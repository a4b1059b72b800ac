//! Result type alias for MediVault
//!
//! This module provides a convenient Result type alias that uses VaultError
//! as the error type.

use super::errors::VaultError;

/// Result type alias for MediVault operations
///
/// This is a convenience type alias that uses `VaultError` as the error type.
/// Use this throughout the codebase for fallible operations.
///
/// # Examples
///
/// ```
/// use medivault::domain::result::Result;
/// use medivault::domain::errors::VaultError;
///
/// fn example_function() -> Result<String> {
///     Ok("success".to_string())
/// }
///
/// fn failing_function() -> Result<()> {
///     Err(VaultError::Other("something went wrong".to_string()))
/// }
/// ```
pub type Result<T> = std::result::Result<T, VaultError>;

#[cfg(test)]
mod tests {
    use super::*;
    use crate::domain::errors::VaultError;

    #[test]
    fn test_result_ok() {
        let result: Result<i32> = Ok(42);
        assert!(result.is_ok());
        if let Ok(value) = result {
            assert_eq!(value, 42);
        }
    }

    #[test]
    fn test_result_err() {
        let result: Result<i32> = Err(VaultError::Other("test error".to_string()));
        assert!(result.is_err());
    }

    #[test]
    fn test_result_with_question_mark() -> Result<()> {
        fn inner() -> Result<i32> {
            Ok(42)
        }

        let value = inner()?;
        assert_eq!(value, 42);
        Ok(())
    }
}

+++++

(WORK ITEM):
Reproduce the whole listing so that each line matches the original exactly.

(RESPONSE TO THIS TASK):
repository a4b1059b72b800ac
//! Result type alias for MediVault
//!
//! This module provides a convenient Result type alias that uses VaultError
//! as the error type.

use super::errors::VaultError;

/// Result type alias for MediVault operations
///
/// This is a convenience type alias that uses `VaultError` as the error type.
/// Use this throughout the codebase for fallible operations.
///
/// # Examples
///
/// ```
/// use medivault::domain::result::Result;
/// use medivault::domain::errors::VaultError;
///
/// fn example_function() -> Result<String> {
///     Ok("success".to_string())
/// }
///
/// fn failing_function() -> Result<()> {
///     Err(VaultError::Other("something went wrong".to_string()))
/// }
/// ```
pub type Result<T> = std::result::Result<T, VaultError>;

#[cfg(test)]
mod tests {
    use super::*;
    use crate::domain::errors::VaultError;

    #[test]
    fn test_result_ok() {
        let result: Result<i32> = Ok(42);
        assert!(result.is_ok());
        if let Ok(value) = result {
            assert_eq!(value, 42);
        }
    }

    #[test]
    fn test_result_err() {
        let result: Result<i32> = Err(VaultError::Other("test error".to_string()));
        assert!(result.is_err());
    }

    #[test]
    fn test_result_with_question_mark() -> Result<()> {
        fn inner() -> Result<i32> {
            Ok(42)
        }

        let value = inner()?;
        assert_eq!(value, 42);
        Ok(())
    }
}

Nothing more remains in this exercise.